* **Material provided**:
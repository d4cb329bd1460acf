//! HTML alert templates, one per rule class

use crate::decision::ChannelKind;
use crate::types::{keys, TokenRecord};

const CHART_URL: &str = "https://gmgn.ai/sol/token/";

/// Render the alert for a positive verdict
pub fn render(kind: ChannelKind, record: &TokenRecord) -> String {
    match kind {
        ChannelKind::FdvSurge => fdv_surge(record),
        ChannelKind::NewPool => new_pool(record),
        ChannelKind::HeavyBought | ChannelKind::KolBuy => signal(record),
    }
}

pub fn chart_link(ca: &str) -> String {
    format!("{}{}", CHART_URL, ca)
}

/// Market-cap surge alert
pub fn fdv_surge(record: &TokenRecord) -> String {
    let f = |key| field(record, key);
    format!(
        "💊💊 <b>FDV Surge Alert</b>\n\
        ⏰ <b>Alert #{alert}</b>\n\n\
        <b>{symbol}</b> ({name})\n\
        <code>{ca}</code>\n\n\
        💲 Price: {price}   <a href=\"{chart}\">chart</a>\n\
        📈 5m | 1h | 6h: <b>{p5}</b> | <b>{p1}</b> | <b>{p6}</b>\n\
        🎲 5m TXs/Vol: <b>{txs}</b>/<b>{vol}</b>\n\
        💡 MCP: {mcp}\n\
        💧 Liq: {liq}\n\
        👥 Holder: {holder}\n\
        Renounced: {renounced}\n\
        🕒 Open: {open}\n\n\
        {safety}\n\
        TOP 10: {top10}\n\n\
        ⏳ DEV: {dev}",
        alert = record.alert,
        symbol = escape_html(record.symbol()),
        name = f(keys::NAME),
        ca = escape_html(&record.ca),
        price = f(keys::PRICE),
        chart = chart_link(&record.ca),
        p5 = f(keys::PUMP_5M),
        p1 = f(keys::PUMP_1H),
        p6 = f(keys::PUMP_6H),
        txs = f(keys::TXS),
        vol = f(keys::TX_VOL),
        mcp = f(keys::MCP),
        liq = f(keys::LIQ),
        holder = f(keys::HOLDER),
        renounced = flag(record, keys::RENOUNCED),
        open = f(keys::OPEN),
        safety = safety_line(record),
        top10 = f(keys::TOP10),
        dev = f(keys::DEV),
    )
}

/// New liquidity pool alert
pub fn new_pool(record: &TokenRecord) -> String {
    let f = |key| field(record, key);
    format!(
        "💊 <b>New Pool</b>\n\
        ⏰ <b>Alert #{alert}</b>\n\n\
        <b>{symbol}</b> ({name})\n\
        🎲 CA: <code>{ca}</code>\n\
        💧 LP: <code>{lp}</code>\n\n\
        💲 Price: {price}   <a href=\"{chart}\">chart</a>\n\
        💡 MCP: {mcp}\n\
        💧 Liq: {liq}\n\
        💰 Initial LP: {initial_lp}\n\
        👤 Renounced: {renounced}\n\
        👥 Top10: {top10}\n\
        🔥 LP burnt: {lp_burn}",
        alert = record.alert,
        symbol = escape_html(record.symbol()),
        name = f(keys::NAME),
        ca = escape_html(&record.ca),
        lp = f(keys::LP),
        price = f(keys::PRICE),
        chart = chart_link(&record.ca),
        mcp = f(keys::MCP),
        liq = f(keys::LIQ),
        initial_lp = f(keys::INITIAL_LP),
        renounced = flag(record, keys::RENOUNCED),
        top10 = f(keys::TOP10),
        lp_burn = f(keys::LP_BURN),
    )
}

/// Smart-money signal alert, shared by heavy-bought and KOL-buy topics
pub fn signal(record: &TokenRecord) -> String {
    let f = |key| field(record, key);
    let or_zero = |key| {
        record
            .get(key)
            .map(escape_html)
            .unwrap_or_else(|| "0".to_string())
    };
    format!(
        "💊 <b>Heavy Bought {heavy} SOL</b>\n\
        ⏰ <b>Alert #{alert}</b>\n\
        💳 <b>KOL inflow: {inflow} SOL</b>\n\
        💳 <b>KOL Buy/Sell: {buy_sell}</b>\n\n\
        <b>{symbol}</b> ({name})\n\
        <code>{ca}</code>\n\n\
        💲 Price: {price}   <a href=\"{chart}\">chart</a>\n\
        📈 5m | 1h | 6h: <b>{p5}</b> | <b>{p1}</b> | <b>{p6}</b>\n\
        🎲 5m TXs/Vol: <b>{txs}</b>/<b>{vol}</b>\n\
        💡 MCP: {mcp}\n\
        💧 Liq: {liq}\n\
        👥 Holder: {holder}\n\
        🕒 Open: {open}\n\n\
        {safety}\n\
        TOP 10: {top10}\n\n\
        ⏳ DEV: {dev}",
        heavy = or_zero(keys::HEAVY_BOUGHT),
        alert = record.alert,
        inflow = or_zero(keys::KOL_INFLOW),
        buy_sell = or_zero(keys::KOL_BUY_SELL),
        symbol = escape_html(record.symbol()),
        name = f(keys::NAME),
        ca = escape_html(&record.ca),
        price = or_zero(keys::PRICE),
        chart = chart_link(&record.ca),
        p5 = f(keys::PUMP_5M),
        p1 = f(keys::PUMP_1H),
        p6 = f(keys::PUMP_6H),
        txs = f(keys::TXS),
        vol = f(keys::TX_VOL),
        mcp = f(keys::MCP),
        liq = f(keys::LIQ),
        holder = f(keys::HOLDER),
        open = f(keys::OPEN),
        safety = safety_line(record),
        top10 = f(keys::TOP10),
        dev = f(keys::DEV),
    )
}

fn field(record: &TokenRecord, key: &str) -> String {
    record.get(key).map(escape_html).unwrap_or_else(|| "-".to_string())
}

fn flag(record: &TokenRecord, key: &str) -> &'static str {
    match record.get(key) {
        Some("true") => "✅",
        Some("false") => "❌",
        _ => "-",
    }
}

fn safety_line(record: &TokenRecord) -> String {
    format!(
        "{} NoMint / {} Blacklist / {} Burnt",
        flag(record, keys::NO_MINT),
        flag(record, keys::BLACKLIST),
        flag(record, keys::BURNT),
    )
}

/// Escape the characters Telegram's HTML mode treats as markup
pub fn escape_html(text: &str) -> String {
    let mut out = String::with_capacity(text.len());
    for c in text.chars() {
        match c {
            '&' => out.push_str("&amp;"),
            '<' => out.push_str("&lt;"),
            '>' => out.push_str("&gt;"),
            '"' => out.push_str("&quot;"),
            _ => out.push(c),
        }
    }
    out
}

--

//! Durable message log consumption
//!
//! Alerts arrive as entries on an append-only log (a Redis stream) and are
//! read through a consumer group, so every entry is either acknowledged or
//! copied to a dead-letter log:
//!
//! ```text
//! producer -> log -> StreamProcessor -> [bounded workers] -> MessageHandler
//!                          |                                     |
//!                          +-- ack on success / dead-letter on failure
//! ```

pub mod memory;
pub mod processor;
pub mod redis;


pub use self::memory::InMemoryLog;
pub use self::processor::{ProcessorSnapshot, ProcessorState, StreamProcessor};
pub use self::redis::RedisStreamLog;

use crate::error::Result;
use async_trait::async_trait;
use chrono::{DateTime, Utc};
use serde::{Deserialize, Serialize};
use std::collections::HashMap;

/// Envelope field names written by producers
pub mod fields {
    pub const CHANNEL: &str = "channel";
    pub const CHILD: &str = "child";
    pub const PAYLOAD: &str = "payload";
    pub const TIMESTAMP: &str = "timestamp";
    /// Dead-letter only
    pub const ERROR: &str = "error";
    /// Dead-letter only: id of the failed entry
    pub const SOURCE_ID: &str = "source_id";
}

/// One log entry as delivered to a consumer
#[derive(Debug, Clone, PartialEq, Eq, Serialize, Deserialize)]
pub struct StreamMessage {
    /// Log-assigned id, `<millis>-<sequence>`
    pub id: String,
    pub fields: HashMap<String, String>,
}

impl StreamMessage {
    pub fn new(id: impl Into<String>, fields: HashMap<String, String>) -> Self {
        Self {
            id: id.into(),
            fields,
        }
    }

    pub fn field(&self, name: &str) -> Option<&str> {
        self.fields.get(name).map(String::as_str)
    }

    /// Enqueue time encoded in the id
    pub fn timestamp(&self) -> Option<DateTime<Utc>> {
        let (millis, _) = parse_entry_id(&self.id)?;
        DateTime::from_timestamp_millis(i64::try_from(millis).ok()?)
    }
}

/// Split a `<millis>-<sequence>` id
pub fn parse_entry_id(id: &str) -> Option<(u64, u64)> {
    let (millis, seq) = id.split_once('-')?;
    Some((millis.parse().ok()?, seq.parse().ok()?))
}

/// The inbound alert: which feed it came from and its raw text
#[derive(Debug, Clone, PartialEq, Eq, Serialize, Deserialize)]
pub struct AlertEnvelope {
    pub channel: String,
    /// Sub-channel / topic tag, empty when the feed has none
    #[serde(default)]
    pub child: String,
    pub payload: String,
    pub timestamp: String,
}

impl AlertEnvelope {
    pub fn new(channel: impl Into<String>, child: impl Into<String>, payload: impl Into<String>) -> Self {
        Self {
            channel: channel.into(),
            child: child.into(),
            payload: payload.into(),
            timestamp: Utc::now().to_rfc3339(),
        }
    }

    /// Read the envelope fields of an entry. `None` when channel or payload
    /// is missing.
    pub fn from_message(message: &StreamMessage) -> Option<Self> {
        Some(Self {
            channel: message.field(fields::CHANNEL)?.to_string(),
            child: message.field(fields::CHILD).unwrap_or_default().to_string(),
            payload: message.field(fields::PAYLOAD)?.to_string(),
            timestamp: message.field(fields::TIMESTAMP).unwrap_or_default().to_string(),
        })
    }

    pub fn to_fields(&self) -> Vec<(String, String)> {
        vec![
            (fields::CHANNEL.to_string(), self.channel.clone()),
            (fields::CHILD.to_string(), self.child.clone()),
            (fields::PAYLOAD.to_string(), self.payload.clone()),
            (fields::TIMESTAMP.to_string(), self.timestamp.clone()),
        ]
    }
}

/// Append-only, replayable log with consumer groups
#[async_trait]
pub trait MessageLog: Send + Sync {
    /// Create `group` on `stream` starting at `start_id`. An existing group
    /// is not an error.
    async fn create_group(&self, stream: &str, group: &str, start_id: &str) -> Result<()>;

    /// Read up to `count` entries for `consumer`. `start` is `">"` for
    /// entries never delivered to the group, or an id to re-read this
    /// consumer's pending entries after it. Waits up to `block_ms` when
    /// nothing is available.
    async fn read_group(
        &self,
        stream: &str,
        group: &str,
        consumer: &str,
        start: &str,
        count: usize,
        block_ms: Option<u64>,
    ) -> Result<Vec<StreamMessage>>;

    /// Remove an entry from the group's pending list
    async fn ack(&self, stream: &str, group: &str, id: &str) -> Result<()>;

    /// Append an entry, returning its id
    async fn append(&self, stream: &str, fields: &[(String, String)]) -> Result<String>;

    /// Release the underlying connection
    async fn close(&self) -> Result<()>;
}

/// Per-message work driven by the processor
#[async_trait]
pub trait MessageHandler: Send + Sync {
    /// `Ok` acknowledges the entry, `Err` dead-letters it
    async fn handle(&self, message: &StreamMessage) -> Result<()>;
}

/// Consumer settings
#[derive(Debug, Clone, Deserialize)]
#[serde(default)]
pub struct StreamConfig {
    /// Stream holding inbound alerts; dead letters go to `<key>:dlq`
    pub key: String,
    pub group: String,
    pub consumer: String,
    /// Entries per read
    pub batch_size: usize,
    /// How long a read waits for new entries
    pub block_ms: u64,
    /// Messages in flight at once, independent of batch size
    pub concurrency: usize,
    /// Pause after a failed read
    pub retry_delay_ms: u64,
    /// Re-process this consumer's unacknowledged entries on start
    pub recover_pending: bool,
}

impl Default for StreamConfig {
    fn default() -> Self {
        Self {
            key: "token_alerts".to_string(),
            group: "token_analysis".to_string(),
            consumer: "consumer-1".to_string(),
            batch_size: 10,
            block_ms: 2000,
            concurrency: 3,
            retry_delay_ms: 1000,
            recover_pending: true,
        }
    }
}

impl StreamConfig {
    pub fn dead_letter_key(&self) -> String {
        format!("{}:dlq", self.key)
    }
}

---

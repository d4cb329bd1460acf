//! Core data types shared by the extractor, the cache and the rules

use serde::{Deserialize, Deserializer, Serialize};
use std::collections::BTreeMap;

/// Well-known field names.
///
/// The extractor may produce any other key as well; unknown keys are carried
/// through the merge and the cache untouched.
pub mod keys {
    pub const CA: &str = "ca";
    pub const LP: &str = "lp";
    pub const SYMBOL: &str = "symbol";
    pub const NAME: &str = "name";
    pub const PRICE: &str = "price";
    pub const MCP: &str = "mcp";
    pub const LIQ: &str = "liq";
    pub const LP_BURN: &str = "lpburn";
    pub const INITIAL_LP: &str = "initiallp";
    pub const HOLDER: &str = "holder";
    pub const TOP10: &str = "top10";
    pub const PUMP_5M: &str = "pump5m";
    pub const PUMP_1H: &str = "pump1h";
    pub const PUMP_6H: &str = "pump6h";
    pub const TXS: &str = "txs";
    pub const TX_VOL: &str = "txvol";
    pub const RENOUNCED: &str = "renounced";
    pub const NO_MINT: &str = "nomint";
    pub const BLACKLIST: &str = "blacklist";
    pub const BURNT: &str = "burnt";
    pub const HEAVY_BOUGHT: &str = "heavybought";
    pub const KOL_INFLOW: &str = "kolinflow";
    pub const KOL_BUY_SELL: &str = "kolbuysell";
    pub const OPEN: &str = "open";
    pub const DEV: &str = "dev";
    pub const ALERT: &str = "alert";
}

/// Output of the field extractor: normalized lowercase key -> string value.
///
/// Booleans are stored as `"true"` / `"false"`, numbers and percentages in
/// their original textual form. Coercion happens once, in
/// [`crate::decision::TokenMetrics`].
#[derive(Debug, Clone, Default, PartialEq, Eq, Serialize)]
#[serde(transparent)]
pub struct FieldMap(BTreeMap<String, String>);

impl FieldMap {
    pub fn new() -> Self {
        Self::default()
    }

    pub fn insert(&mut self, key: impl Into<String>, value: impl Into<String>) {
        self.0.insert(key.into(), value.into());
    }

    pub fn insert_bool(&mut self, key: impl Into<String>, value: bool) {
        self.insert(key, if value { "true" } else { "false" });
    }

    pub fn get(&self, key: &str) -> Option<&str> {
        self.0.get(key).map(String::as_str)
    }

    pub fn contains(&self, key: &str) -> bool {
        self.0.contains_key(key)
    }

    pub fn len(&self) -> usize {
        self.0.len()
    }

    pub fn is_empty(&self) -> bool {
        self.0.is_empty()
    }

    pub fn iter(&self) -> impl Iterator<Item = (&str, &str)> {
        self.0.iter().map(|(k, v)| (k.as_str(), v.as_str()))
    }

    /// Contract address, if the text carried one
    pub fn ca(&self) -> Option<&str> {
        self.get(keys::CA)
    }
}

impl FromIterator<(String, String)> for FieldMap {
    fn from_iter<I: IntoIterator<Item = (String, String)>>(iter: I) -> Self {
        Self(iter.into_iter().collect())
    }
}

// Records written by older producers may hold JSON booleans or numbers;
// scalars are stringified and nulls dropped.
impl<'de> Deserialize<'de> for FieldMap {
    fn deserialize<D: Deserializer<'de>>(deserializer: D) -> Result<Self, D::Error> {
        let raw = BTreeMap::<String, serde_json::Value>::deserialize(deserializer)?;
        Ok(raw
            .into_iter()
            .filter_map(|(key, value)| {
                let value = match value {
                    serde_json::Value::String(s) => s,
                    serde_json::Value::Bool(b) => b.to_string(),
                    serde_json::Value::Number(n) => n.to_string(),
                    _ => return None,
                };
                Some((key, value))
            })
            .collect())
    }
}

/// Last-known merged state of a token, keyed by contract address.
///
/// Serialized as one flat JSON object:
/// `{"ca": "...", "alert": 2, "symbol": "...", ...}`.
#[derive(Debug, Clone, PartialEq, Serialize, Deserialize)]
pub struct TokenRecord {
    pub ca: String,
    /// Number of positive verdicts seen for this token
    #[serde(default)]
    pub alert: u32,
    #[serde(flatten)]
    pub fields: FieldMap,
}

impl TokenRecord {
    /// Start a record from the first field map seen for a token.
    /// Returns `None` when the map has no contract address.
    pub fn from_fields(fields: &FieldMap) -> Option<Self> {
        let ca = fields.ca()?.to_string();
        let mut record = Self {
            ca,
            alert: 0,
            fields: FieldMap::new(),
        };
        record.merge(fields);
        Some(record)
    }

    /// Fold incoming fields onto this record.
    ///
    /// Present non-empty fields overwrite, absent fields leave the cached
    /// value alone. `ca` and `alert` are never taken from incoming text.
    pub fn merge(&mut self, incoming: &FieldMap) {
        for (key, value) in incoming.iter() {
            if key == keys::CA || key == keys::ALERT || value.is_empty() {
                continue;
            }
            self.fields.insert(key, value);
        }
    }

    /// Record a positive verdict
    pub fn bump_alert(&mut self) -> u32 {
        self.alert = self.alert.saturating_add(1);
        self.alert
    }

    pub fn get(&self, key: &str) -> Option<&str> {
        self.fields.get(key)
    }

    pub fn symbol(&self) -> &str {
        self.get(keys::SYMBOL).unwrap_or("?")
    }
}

* **Problem statement**:
Return all lines in the data that include the word "StreamProcessor".

* **Problem solution**:
//! producer -> log -> StreamProcessor -> [bounded workers] -> MessageHandler
pub use self::processor::{ProcessorSnapshot, ProcessorState, StreamProcessor};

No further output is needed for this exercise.